The crown of motherhood
A friend told me that he saw my picture in a 30th-anniversary issue of my hometown newspaper, the Forest City Summit. It was a picture of me along with the other members of the Miss Forest City Pageant court smiling at the camera. Miss Forest City was a preliminary to the Miss Iowa and Miss America pageants. I competed in two local contests, but I never made it to the state level.
A crown would mean I was worthy
Gazing at my young face awoke an old memory in me of how much I used to want the Miss America title. I grew up watching the beauty contest on the television and the contestants looked like they had it together. Unlike other pageants, Miss America contestants were also judged on talent.
In my teens and early 20s, there was an emptiness in me that I was trying to fill. I was looking for validation — that I was worth something — and everything I saw in the culture pointed to the idea that a woman’s worth was dependent on what she looked like on the outside. I mistakenly thought that winning the Miss America crown would make feel loved. I’m not saying every contestant feels the same — I am sure they had many reasons for entering.
In my mind, being crowned and walking down the stage with an arm full of flowers while Bert Parks crooned, “There she is Miss America” would mean that I was someone, and I would finally feel good enough.
This silly idea only grew when the guy I was dating happened to meet the reigning Miss America, and he asked her out. It was an amusing machismo move on his part, but it fueled my insecurities.
When I was a senior at the Minneapolis College of Art and Design, I even filmed a humorous short called, “I Want My Crown.” It was about pageants and how having a Miss America crown would make me feel beautiful.
A former professor told me something I will never forget
Two years after graduating from college, I came back to Minneapolis to visit one of my favorite media arts professors, Robert Lawrence. We were in an elevator together on our way up to the art institute’s restaurant, and he guffawed, pointing out to me, “Lori, you finally got your crown.”
Professor Lawrence was referring to my 6-week-old baby daughter, Ella, who lay sleeping in her car seat. His eye-opening words were like a whoosh of wind opening up the curtained windows of my mind.
I was 25 when I found out why the Catholic Church wisely has rules regarding premarital sex.
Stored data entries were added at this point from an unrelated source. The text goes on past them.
mod engine;
mod model;
mod rig_adapter;

pub use engine::{
    BoxFuture, CompletionRequest, DeltaStream, EngineError, EngineHandle, EngineResult,
    InferenceEngine, ProgressSink, PromptMessage, Role,
};
pub use model::{CUSTOM_MODEL_ID, DEFAULT_MODEL_ID, Model, builtin_models};
pub use rig_adapter::{DEFAULT_API_KEY, DEFAULT_ENDPOINT, RigEngine, RigEngineConfig};
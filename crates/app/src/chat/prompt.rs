use hearth_llm::{PromptMessage, Role};

use crate::chat::message::Message;
use crate::settings::Settings;

/// Appended to the system prompt when concise mode is on.
pub const CONCISE_DIRECTIVE: &str =
    "Keep your answers brief and to the point. Avoid unnecessary elaboration.";

/// Appended to a reply whose generation was stopped by the user.
pub const CANCELLATION_MARKER: &str = "\n\n[Generation stopped]";

pub fn system_prompt(settings: &Settings) -> String {
    if !settings.concise_mode {
        return settings.system_prompt.clone();
    }

    if settings.system_prompt.trim().is_empty() {
        CONCISE_DIRECTIVE.to_string()
    } else {
        format!("{}\n\n{}", settings.system_prompt, CONCISE_DIRECTIVE)
    }
}

/// Synthesized system turn followed by every settled message, in order.
pub fn build_prompt(settings: &Settings, history: &[Message]) -> Vec<PromptMessage> {
    std::iter::once(PromptMessage::new(Role::System, system_prompt(settings)))
        .chain(
            history
                .iter()
                .filter(|message| !message.is_streaming)
                .map(|message| PromptMessage::new(message.role.clone(), message.content.clone())),
        )
        .collect()
}

/// Content stored on a reply whose generation failed.
pub fn annotate_failure(partial: &str, error: &str) -> String {
    if partial.is_empty() {
        format!("Error: {error}")
    } else {
        format!("{partial}\n\n[Error: {error}]")
    }
}

/// Whether a reply talks about producing an image; front-ends may offer a hint.
pub fn mentions_image_generation(content: &str) -> bool {
    let lowered = content.to_lowercase();
    lowered.contains("generate") && lowered.contains("image")
}
#[derive(Debug, Clone, PartialEq, Eq)]
pub struct Model {
    pub id: String,
    pub name: String,
    pub description: Option<String>,
}

impl Model {
    pub fn new(id: impl Into<String>, name: impl Into<String>) -> Self {
        Self {
            id: id.into(),
            name: name.into(),
            description: None,
        }
    }

    pub fn with_description(mut self, description: impl Into<String>) -> Self {
        self.description = Some(description.into());
        self
    }
}

/// Model selection sentinel meaning "use the user-supplied identifier instead".
pub const CUSTOM_MODEL_ID: &str = "custom";

pub const DEFAULT_MODEL_ID: &str = "Llama-3.2-3B-Instruct-q4f32_1-MLC";

pub fn builtin_models() -> Vec<Model> {
    vec![
        Model::new(DEFAULT_MODEL_ID, "Llama 3.2 3B Instruct")
            .with_description("Balanced default for local chat"),
        Model::new("Llama-3.2-1B-Instruct-q4f32_1-MLC", "Llama 3.2 1B Instruct")
            .with_description("Smallest download, fastest replies"),
        Model::new("Phi-3.5-mini-instruct-q4f16_1-MLC", "Phi 3.5 Mini")
            .with_description("Strong reasoning for its size"),
        Model::new("Qwen2.5-1.5B-Instruct-q4f16_1-MLC", "Qwen 2.5 1.5B Instruct"),
        Model::new("gemma-2-2b-it-q4f16_1-MLC", "Gemma 2 2B"),
        Model::new(CUSTOM_MODEL_ID, "Custom model")
            .with_description("Load the identifier entered in settings"),
    ]
}
#![deny(unsafe_code)]

/// Conversation session: data model, lifecycle, streaming controller.
pub mod chat;
/// Layered runtime configuration for the binary.
pub mod config;
pub mod error;
pub mod persistence;
/// Generation settings and their live snapshot.
pub mod settings;
pub mod terminal;
/// Versioned interchange document for export and import.
pub mod transcript;

#[cfg(test)]
pub(crate) mod testing;

pub use chat::{
    GenerationOutcome, LifecycleState, Message, MessageStore, SessionController, SessionObserver,
};
pub use config::AppConfig;
pub use error::{SessionError, SessionResult};
pub use settings::{Settings, Theme};
pub use transcript::TranscriptDocument;
use chrono::{DateTime, Utc};
use hearth_llm::Role;
use serde::{Deserialize, Serialize};

/// One turn of the conversation.
#[derive(Debug, Clone, PartialEq, Eq, Serialize, Deserialize)]
#[serde(rename_all = "camelCase")]
pub struct Message {
    pub role: Role,
    #[serde(default, deserialize_with = "nullable_content")]
    pub content: String,
    #[serde(default = "Utc::now", with = "timestamp")]
    pub timestamp: DateTime<Utc>,
    #[serde(default)]
    pub is_streaming: bool,
    #[serde(default, skip_serializing_if = "std::ops::Not::not")]
    pub has_image_request: bool,
}

impl Message {
    pub fn new(role: Role, content: impl Into<String>) -> Self {
        Self {
            role,
            content: content.into(),
            timestamp: Utc::now(),
            is_streaming: false,
            has_image_request: false,
        }
    }

    pub fn user(content: impl Into<String>) -> Self {
        Self::new(Role::User, content)
    }

    pub fn assistant(content: impl Into<String>) -> Self {
        Self::new(Role::Assistant, content)
    }

    /// Empty assistant turn that receives deltas while a generation runs.
    pub fn assistant_placeholder() -> Self {
        Self {
            is_streaming: true,
            ..Self::assistant(String::new())
        }
    }

    pub fn with_timestamp(mut self, timestamp: DateTime<Utc>) -> Self {
        self.timestamp = timestamp;
        self
    }

    pub fn is_assistant(&self) -> bool {
        self.role == Role::Assistant
    }
}

fn nullable_content<'de, D>(deserializer: D) -> Result<String, D::Error>
where
    D: serde::Deserializer<'de>,
{
    Ok(Option::<String>::deserialize(deserializer)?.unwrap_or_default())
}

/// Ordered conversation history.
///
/// Append-only apart from dropping a trailing assistant turn and wholesale replacement.
/// At most one message carries `is_streaming`, and only while it is the last one.
#[derive(Debug, Clone, Default, PartialEq, Eq, Serialize, Deserialize)]
#[serde(transparent)]
pub struct MessageStore {
    messages: Vec<Message>,
}

impl MessageStore {
    pub fn new() -> Self {
        Self::default()
    }

    pub fn from_messages(messages: Vec<Message>) -> Self {
        Self { messages }
    }

    pub fn as_slice(&self) -> &[Message] {
        &self.messages
    }

    pub fn to_vec(&self) -> Vec<Message> {
        self.messages.clone()
    }

    pub fn len(&self) -> usize {
        self.messages.len()
    }

    pub fn is_empty(&self) -> bool {
        self.messages.is_empty()
    }

    pub fn last(&self) -> Option<&Message> {
        self.messages.last()
    }

    pub fn get_mut(&mut self, index: usize) -> Option<&mut Message> {
        self.messages.get_mut(index)
    }

    pub fn push(&mut self, message: Message) -> usize {
        self.messages.push(message);
        self.messages.len() - 1
    }

    /// Appends an assistant placeholder and returns its index.
    pub fn push_placeholder(&mut self) -> usize {
        self.push(Message::assistant_placeholder())
    }

    pub fn streaming_index(&self) -> Option<usize> {
        self.messages.iter().position(|message| message.is_streaming)
    }

    /// Removes the last message when it is a finished assistant turn.
    pub fn pop_trailing_assistant(&mut self) -> Option<Message> {
        match self.messages.last() {
            Some(last) if last.is_assistant() && !last.is_streaming => self.messages.pop(),
            _ => None,
        }
    }

    /// Messages that are eligible for prompts and exports.
    pub fn settled(&self) -> impl Iterator<Item = &Message> {
        self.messages.iter().filter(|message| !message.is_streaming)
    }

    pub fn replace(&mut self, messages: Vec<Message>) {
        self.messages = messages;
    }

    pub fn clear(&mut self) {
        self.messages.clear();
    }

    /// Clears leftover streaming flags and returns how many were reset.
    pub fn settle_all(&mut self) -> usize {
        let mut reset = 0;
        for message in self.messages.iter_mut().filter(|message| message.is_streaming) {
            message.is_streaming = false;
            reset += 1;
        }
        reset
    }
}

/// Timestamps are written as RFC 3339 and read back from RFC 3339 or epoch milliseconds.
/// Anything else reads as the current time.
pub(crate) mod timestamp {
    use chrono::{DateTime, SecondsFormat, Utc};
    use serde::de::IgnoredAny;
    use serde::{Deserialize, Deserializer, Serializer};

    #[derive(Deserialize)]
    #[serde(untagged)]
    enum RawTimestamp {
        Millis(i64),
        FractionalMillis(f64),
        Text(String),
        Other(IgnoredAny),
    }

    pub fn serialize<S>(value: &DateTime<Utc>, serializer: S) -> Result<S::Ok, S::Error>
    where
        S: Serializer,
    {
        serializer.serialize_str(&format(value))
    }

    pub fn deserialize<'de, D>(deserializer: D) -> Result<DateTime<Utc>, D::Error>
    where
        D: Deserializer<'de>,
    {
        let raw = Option::<RawTimestamp>::deserialize(deserializer)?;
        let parsed = match raw {
            None => None,
            Some(RawTimestamp::Millis(millis)) => DateTime::from_timestamp_millis(millis),
            Some(RawTimestamp::FractionalMillis(millis)) => {
                DateTime::from_timestamp_millis(millis as i64)
            }
            Some(RawTimestamp::Text(text)) => DateTime::parse_from_rfc3339(text.trim())
                .ok()
                .map(|value| value.with_timezone(&Utc)),
            Some(RawTimestamp::Other(_)) => None,
        };

        Ok(parsed.unwrap_or_else(|| {
            tracing::debug!("unreadable message timestamp; using current time");
            Utc::now()
        }))
    }

    pub fn format(value: &DateTime<Utc>) -> String {
        value.to_rfc3339_opts(SecondsFormat::AutoSi, true)
    }
}
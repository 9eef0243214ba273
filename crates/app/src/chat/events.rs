use crate::chat::lifecycle::LifecycleState;
use crate::chat::message::Message;
use crate::settings::Settings;

/// How one generation ended.
#[derive(Debug, Clone, PartialEq, Eq)]
pub enum GenerationOutcome {
    Completed,
    Cancelled,
    /// The failure is recorded on the assistant message; the session stays usable.
    Failed(String),
}

/// Notifications emitted by the session controller.
///
/// Callbacks run inline on the controller's task and must not block. Every method
/// has a no-op default so front-ends only implement what they render.
pub trait SessionObserver: Send + Sync {
    fn on_messages_changed(&self, _messages: &[Message]) {}
    fn on_status_changed(&self, _state: LifecycleState, _detail: Option<&str>) {}
    fn on_progress(&self, _fraction: f64) {}
    fn on_error(&self, _message: &str) {}
    fn on_settings_changed(&self, _settings: &Settings) {}
}
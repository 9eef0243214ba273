//! Interchange document used to move a conversation between installs.

use chrono::{DateTime, Utc};
use hearth_llm::Role;
use serde::{Deserialize, Serialize};
use serde_json::Value;
use snafu::ResultExt;

use crate::chat::Message;
use crate::chat::message::timestamp;
use crate::error::{MalformedImportSnafu, SerializeTranscriptSnafu, SessionResult};
use crate::settings::Settings;

pub const TRANSCRIPT_VERSION: u64 = 1;

#[derive(Debug, Clone, PartialEq, Serialize, Deserialize)]
#[serde(rename_all = "camelCase")]
pub struct TranscriptDocument {
    pub version: u64,
    pub model: String,
    pub system_prompt: String,
    pub messages: Vec<TranscriptMessage>,
    pub settings: TranscriptSettings,
}

#[derive(Debug, Clone, PartialEq, Eq, Serialize, Deserialize)]
pub struct TranscriptMessage {
    pub role: Role,
    pub content: String,
    #[serde(with = "timestamp")]
    pub timestamp: DateTime<Utc>,
}

#[derive(Debug, Clone, PartialEq, Serialize, Deserialize)]
#[serde(rename_all = "camelCase")]
pub struct TranscriptSettings {
    pub temperature: f64,
    pub max_tokens: u64,
    pub concise_mode: bool,
}

impl TranscriptDocument {
    pub fn to_json_pretty(&self) -> SessionResult<String> {
        serde_json::to_string_pretty(self).context(SerializeTranscriptSnafu {
            stage: "transcript-to-json",
        })
    }
}

/// Builds the interchange document. In-flight messages are left out.
pub fn export(settings: &Settings, messages: &[Message]) -> TranscriptDocument {
    TranscriptDocument {
        version: TRANSCRIPT_VERSION,
        model: settings.model_label(),
        system_prompt: settings.system_prompt.clone(),
        messages: messages
            .iter()
            .filter(|message| !message.is_streaming)
            .map(|message| TranscriptMessage {
                role: message.role.clone(),
                content: message.content.clone(),
                timestamp: message.timestamp,
            })
            .collect(),
        settings: TranscriptSettings {
            temperature: settings.temperature,
            max_tokens: settings.max_tokens,
            concise_mode: settings.concise_mode,
        },
    }
}

pub fn suggested_file_name(now: DateTime<Utc>) -> String {
    format!("chat-{}.json", now.timestamp_millis())
}

/// Result of decoding a document against the current settings.
#[derive(Debug, Clone, PartialEq)]
pub struct ImportedTranscript {
    pub messages: Vec<Message>,
    pub settings: Settings,
}

pub fn import_str(raw: &str, prior: &Settings) -> SessionResult<ImportedTranscript> {
    import(&parse_document(raw)?, prior)
}

pub fn parse_document(raw: &str) -> SessionResult<Value> {
    serde_json::from_str::<Value>(raw).map_err(|error| {
        MalformedImportSnafu {
            stage: "import-parse-json",
            details: format!("invalid JSON: {error}"),
        }
        .build()
    })
}

/// Decodes a document without touching any session state.
///
/// Only `version` and `messages` are required. Roles are taken as-is. Each of
/// `temperature`, `maxTokens` and `conciseMode` keeps its prior value unless the
/// document carries a truthy one; model selection and theme are never imported.
pub fn import(document: &Value, prior: &Settings) -> SessionResult<ImportedTranscript> {
    let Some(fields) = document.as_object() else {
        return MalformedImportSnafu {
            stage: "import-root",
            details: "document is not a JSON object",
        }
        .fail();
    };

    if present(fields.get("version")).is_none() {
        return MalformedImportSnafu {
            stage: "import-version",
            details: "missing `version`",
        }
        .fail();
    }

    let Some(entries) = present(fields.get("messages")) else {
        return MalformedImportSnafu {
            stage: "import-messages",
            details: "missing `messages`",
        }
        .fail();
    };
    let Some(entries) = entries.as_array() else {
        return MalformedImportSnafu {
            stage: "import-messages",
            details: "`messages` is not a list",
        }
        .fail();
    };

    let messages = entries
        .iter()
        .enumerate()
        .map(|(index, entry)| {
            serde_json::from_value::<Message>(entry.clone())
                .map(|message| Message {
                    is_streaming: false,
                    ..message
                })
                .map_err(|error| {
                    MalformedImportSnafu {
                        stage: "import-message-entry",
                        details: format!("message {index}: {error}"),
                    }
                    .build()
                })
        })
        .collect::<SessionResult<Vec<_>>>()?;

    Ok(ImportedTranscript {
        messages,
        settings: merge_settings(fields, prior),
    })
}

fn merge_settings(fields: &serde_json::Map<String, Value>, prior: &Settings) -> Settings {
    let section = fields.get("settings").and_then(Value::as_object);
    let setting = |key: &str| section.and_then(|section| present(section.get(key)));

    let temperature = setting("temperature")
        .and_then(Value::as_f64)
        .filter(|value| *value != 0.0 && value.is_finite())
        .unwrap_or(prior.temperature);
    let max_tokens = setting("maxTokens")
        .and_then(|value| {
            value
                .as_u64()
                .or_else(|| value.as_f64().filter(|value| *value >= 1.0).map(|value| value as u64))
        })
        .filter(|value| *value != 0)
        .unwrap_or(prior.max_tokens);
    let concise_mode = setting("conciseMode")
        .and_then(Value::as_bool)
        .filter(|value| *value)
        .unwrap_or(prior.concise_mode);

    // Older exports nested the prompt inside `settings`.
    let system_prompt = present(fields.get("systemPrompt"))
        .or_else(|| setting("systemPrompt"))
        .and_then(Value::as_str)
        .filter(|prompt| !prompt.is_empty())
        .map(str::to_string)
        .unwrap_or_else(|| prior.system_prompt.clone());

    Settings {
        temperature,
        max_tokens,
        concise_mode,
        system_prompt,
        ..prior.clone()
    }
    .normalized()
}

fn present(value: Option<&Value>) -> Option<&Value> {
    value.filter(|value| !value.is_null())
}
use snafu::Snafu;

#[derive(Debug, Snafu)]
#[snafu(visibility(pub(crate)))]
pub enum StorageError {
    #[snafu(display("storage invariant violation: {details}"))]
    InvariantViolation {
        stage: &'static str,
        details: String,
    },
    #[snafu(display("storage backend rejected write for key '{key}'"))]
    WriteRejected { stage: &'static str, key: String },
    #[snafu(display("failed to create sqlite directory at {path}"))]
    CreateSqliteDirectory {
        stage: &'static str,
        path: String,
        source: std::io::Error,
    },
    #[snafu(display("failed to parse sqlite connection URL '{database_url}'"))]
    SqliteConnectOptions {
        stage: &'static str,
        database_url: String,
        source: sqlx::Error,
    },
    #[snafu(display("failed to connect sqlite database '{database_url}'"))]
    SqliteConnect {
        stage: &'static str,
        database_url: String,
        source: sqlx::Error,
    },
    #[snafu(display("failed to configure sqlite pragma '{pragma}'"))]
    SqlitePragma {
        stage: &'static str,
        pragma: &'static str,
        source: sqlx::Error,
    },
    #[snafu(display("failed to run sqlite migrations"))]
    SqliteMigrate {
        stage: &'static str,
        source: sqlx::migrate::MigrateError,
    },
    #[snafu(display("sqlite query failed at {stage}: {source}"))]
    SqliteQuery {
        stage: &'static str,
        source: sqlx::Error,
    },
    #[snafu(display("failed to spawn sqlite worker thread"))]
    SqliteThreadSpawn {
        stage: &'static str,
        source: std::io::Error,
    },
    #[snafu(display("failed to initialize sqlite worker runtime"))]
    SqliteRuntimeInit {
        stage: &'static str,
        source: std::io::Error,
    },
}

pub type StorageResult<T> = Result<T, StorageError>;
use hearth_llm::EngineError;
use snafu::Snafu;

#[derive(Debug, Snafu)]
#[snafu(visibility(pub(crate)))]
pub enum SessionError {
    #[snafu(display("custom model selected but no custom model identifier is set"))]
    InvalidConfiguration { stage: &'static str },
    #[snafu(display("a response is still being generated; `{operation}` was rejected"))]
    Busy {
        stage: &'static str,
        operation: &'static str,
    },
    #[snafu(display("failed to load model '{model_id}': {source}"))]
    EngineInitialization {
        stage: &'static str,
        model_id: String,
        source: EngineError,
    },
    #[snafu(display("import failed: {details}"))]
    MalformedImport {
        stage: &'static str,
        details: String,
    },
    #[snafu(display("failed to serialize transcript on `{stage}`: {source}"))]
    SerializeTranscript {
        stage: &'static str,
        source: serde_json::Error,
    },
}

pub type SessionResult<T> = Result<T, SessionError>;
The young man that I was sure I would marry broke off our 16-month relationship, so the next day I took a pregnancy test without anticipating that two pink lines for positive would emerge. (Read the full story at BirthrightofBoise.com.)
Discovering I was pregnant and alone was, at that point in my life, the most devastating thing to ever happen to me. I was terrified to tell my parents, and I didn’t see that there was any way that I could raise a baby on my own. I had two part-time jobs and no health insurance. I was only scraping by.
I was alone and fearful of the unknown. I thought I might lose one of my jobs, and I was worried that my parents might reject me.
Still, I wanted my baby.
A male co-worker scoffed at me and resented me for continuing with the pregnancy. I think he thought I was ruining my life. Fortunately, I didn’t listen to negative advice, and I went to Birthright, a crisis pregnancy center. My counselor showed me compassion and helped me solve my problems — from finances to telling my parents.
Motherhood is a glorious crown
From the moment I found out I was pregnant with Ella, my perspective changed. I realized that I had to stop thinking so much about myself because another life depended on me. In becoming a mother, I finally found my self-worth. Looking into my baby’s eyes, I saw a different me reflected.
I saw a mama, and I liked her.
Becoming a mother was the most precious gift ever given to me. My baby didn’t care if I was put together or not. I was her world, and she was mine.
She did for me what a Miss America title could have never have done. Professor Lawrence’s declaration was apt. I finally got my crown. I was blessed, after marrying my husband David, to have three more crowns named Gemma, Trystan, and Max.
In motherhood, I finally realized my self-worth. Being a mother didn’t take away anything from me — it completed me.